The consideration of specific instance claims was particularly interesting.  In the 2001 Summary Report there was the sense of a tension between the promotional aspects of the MNE Guidelines--as a means through which businesses could voluntarily begin to reshape their operations in consultation with NCP officials through administrative activity--and the potential for the juridification of the MNE Guidelines through the specific instance claims.  Juridification, of course, would substantially shift the power to control the form, scope and application of the MNE Guidelines, and contribute to a more bottom up, or organic, development of the MNE Guidelines in ways that would deepen their impact and pressure enterprises more directly to comply in a predictable way subject to the threat of quasi-remediation.   The 2003 Summary Report suggested that juridification would be resisted. It refers to the role of the NCP as a "forum for discussion and assist the business community, employee organisations and other parties concerned to deal with the issues raised. Thus, the “specific instances” procedure provides a channel for promoting observance of the Guidelines’ recommendations in the context of individual companies’ operations." (Ibid., 8-9).

Of the sixty four specific instance claims filed, most were grounded in the labor rights provisions of the MNE Guidelines (Ibid., 9claims summarized ibid., 9-11). About ten of these claims were rejected.  The rejections revealed two interesting and to some extent disturbing trends.  The first was that at least early on, the NCPs rejected the possibility of polycentricity--that is that the NCPs rejected the idea that the MNE Guidelines provided an autonomous source for behavior norms with effect independent of other norms, whatever their respective binding strengths.  The majority premise appears to be that the MNE Guidelines become irrelevant wherever the rules of the domestic legal order in which the claim is being considered provides a resolution of the matter. (Ibid., 9, "sometimes because the matter was considered adequately covered by parallel legal proceedings.").  The second was the decision to accept a very narrow transparency with respect to specific instance claims.  (Ibid., "In 2003, two of the findings have been made public through NCP press releases"). Again, both the desire to avoid alienation of business stakeholders (because the standards were voluntary) and the determination to avoid any of the trappings of juridification likely played a part.  But to that extent, the NCPs appeared to make it clear that not all stakeholders were equally valued and within a vertically arranged order of precedence, enterprises preceded everything but states.  The functional effect, of course, would be to make specific instance claims less valuable to individuals not within the elite circles of people principally involved in promotional efforts.

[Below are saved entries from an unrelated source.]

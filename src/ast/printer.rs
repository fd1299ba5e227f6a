use std::rc::Rc;

use crate::lexer::Token;

use super::{Expr, ExprId, ExprVisitor, FunDecl, Literal, Stmt, StmtVisitor};

/// Renders a tree as parenthesized text, for `--debug` output and tests.
pub struct AstPrinter {}

impl AstPrinter {
    fn parenthesize<'a, I: IntoIterator<Item = String>>(&self, head: &'a str, parts: I) -> String {
        let mut s = format!("({}", head);
        for part in parts {
            s.push(' ');
            s.push_str(&part);
        }
        s.push(')');
        s
    }
}

impl ExprVisitor<String> for AstPrinter {
    fn visit_assign(&mut self, _id: ExprId, name: &Token, value: &Expr) -> String {
        format!("(= {} {})", name.lexeme(), self.visit_expr(value))
    }

    fn visit_binary(&mut self, left: &Expr, op: &Token, right: &Expr) -> String {
        format!("({} {} {})", op.lexeme(), self.visit_expr(left), self.visit_expr(right))
    }

    fn visit_call(&mut self, callee: &Expr, _paren: &Token, args: &[Expr]) -> String {
        let head = format!("call {}", self.visit_expr(callee));
        let args: Vec<String> = args.iter().map(|arg| self.visit_expr(arg)).collect();
        self.parenthesize(&head, args)
    }

    fn visit_get(&mut self, obj: &Expr, name: &Token) -> String {
        format!("{}.{}", self.visit_expr(obj), name.lexeme())
    }

    fn visit_grouping(&mut self, expr: &Expr) -> String {
        format!("(group {})", self.visit_expr(expr))
    }

    fn visit_literal(&mut self, value: &Literal) -> String {
        match value {
            Literal::String(string) => format!("\"{}\"", string),
            other => other.to_string(),
        }
    }

    fn visit_logical(&mut self, left: &Expr, op: &Token, right: &Expr) -> String {
        format!("({} {} {})", op.lexeme(), self.visit_expr(left), self.visit_expr(right))
    }

    fn visit_set(&mut self, obj: &Expr, name: &Token, value: &Expr) -> String {
        format!("(set {}.{} {})", self.visit_expr(obj), name.lexeme(), self.visit_expr(value))
    }

    fn visit_super(&mut self, _id: ExprId, _keyword: &Token, method: &Token) -> String {
        format!("super.{}", method.lexeme())
    }

    fn visit_this(&mut self, _id: ExprId, _keyword: &Token) -> String {
        "this".to_string()
    }

    fn visit_unary(&mut self, op: &Token, expr: &Expr) -> String {
        format!("({} {})", op.lexeme(), self.visit_expr(expr))
    }

    fn visit_var_ref(&mut self, _id: ExprId, name: &Token) -> String {
        name.lexeme().to_string()
    }
}

impl StmtVisitor<String> for AstPrinter {
    fn visit_block(&mut self, stmts: &[Stmt]) -> String {
        let stmts: Vec<String> = stmts.iter().map(|stmt| self.visit_stmt(stmt)).collect();
        self.parenthesize("block", stmts)
    }

    fn visit_class(&mut self, name: &Token, superclass: Option<&Expr>, methods: &[Rc<FunDecl>]) -> String {
        let mut head = format!("class {}", name.lexeme());
        if let Some(superclass) = superclass {
            head.push_str(" < ");
            head.push_str(&self.visit_expr(superclass));
        }

        let methods: Vec<String> = methods.iter().map(|method| self.visit_fun_def(method)).collect();
        self.parenthesize(&head, methods)
    }

    fn visit_expr_stmt(&mut self, expr: &Expr) -> String {
        format!("({})", self.visit_expr(expr))
    }

    fn visit_fun_def(&mut self, decl: &Rc<FunDecl>) -> String {
        let mut parts: Vec<String> = decl.params.iter().map(|param| param.lexeme().to_string()).collect();
        parts.push(self.visit_block(&decl.body));
        self.parenthesize(&format!("fun {}", decl.name.lexeme()), parts)
    }

    fn visit_if(&mut self, cond: &Expr, then_branch: &Stmt, else_branch: Option<&Stmt>) -> String {
        let mut parts = vec![self.visit_expr(cond), self.visit_stmt(then_branch)];
        if let Some(else_branch) = else_branch {
            parts.push(self.visit_stmt(else_branch));
        }
        self.parenthesize("if", parts)
    }

    fn visit_include(&mut self, path: &Token) -> String {
        format!("(include {})", path.lexeme())
    }

    fn visit_print(&mut self, expr: &Expr) -> String {
        format!("(print {})", self.visit_expr(expr))
    }

    fn visit_return(&mut self, _keyword: &Token, value: Option<&Expr>) -> String {
        let value: Vec<String> = value.map(|v| self.visit_expr(v)).into_iter().collect();
        self.parenthesize("return", value)
    }

    fn visit_var_def(&mut self, name: &Token, init: Option<&Expr>) -> String {
        let init: Vec<String> = init.map(|v| self.visit_expr(v)).into_iter().collect();
        self.parenthesize(&format!("var {}", name.lexeme()), init)
    }

    fn visit_while(&mut self, cond: &Expr, body: &Stmt) -> String {
        format!("(while {} {})", self.visit_expr(cond), self.visit_stmt(body))
    }
}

The administrative, rather than the judicial, nature of the understanding of the MNE Guidelines was made clear by the 2003 Summary Report's discussion of the problems then plaguing the Democratic Republic of the Congo. (Ibid., 11). The genesis of the consideration of the use of the MNE Guidelines to the situation in the DRC  originated with an October 2002 panel of Experts Report.  "This report referred prominently to the Guidelines. In particular, the report alleges that 85 companies – including 57 companies based in 10 adhering countries – have not observed the Guidelines." (Ibid).  This report caused the OECD Committee on International Investment and Multinational Enterprises (CIME) to write to the U.N. Security Council for more information relating to the alleged violations of the MNE Guidelines.  The Security Council directed cooperation between the Expert Panel and the OECD,
Although there was general satisfaction that relations were established and that they had an opportunity to meet members of the Panel in April, there was concern that thus far no exchange of information has taken place. Some NCPs reported that they had been in contact with enterprises named in Annex III of the October 2002 report. Others mentioned that they had approached the Panel by various means, asking for information. The good offices of the CIME Chair have also been used for this purpose. However, since no additional information had been received at the time of the meeting, the NCPs felt that they were not in a position to address the question how the OECD Guidelines should be implemented by individual enterprises in the specific circumstances of the DRC. The NCPs asked the CIME Chair to write a follow-up letter to the Chair of the Panel, Ambassador Kassem. (Ibid., 11).
The basic response pattern is clear here--assessment of individual breach of the MNE Guidelines is acceptable where it is administrative in nature, that is where the object of the finding is to manage the development of the MNE Guidelines from the top of the authority chain. The approach is inter-governmental and administrative. But it is less authoritative in the context of ordinary course complaints originating from  lower status civil society actors against specific enterprises.  Quasi-judicial governance approaches are not at the center of the OECD's governance palette.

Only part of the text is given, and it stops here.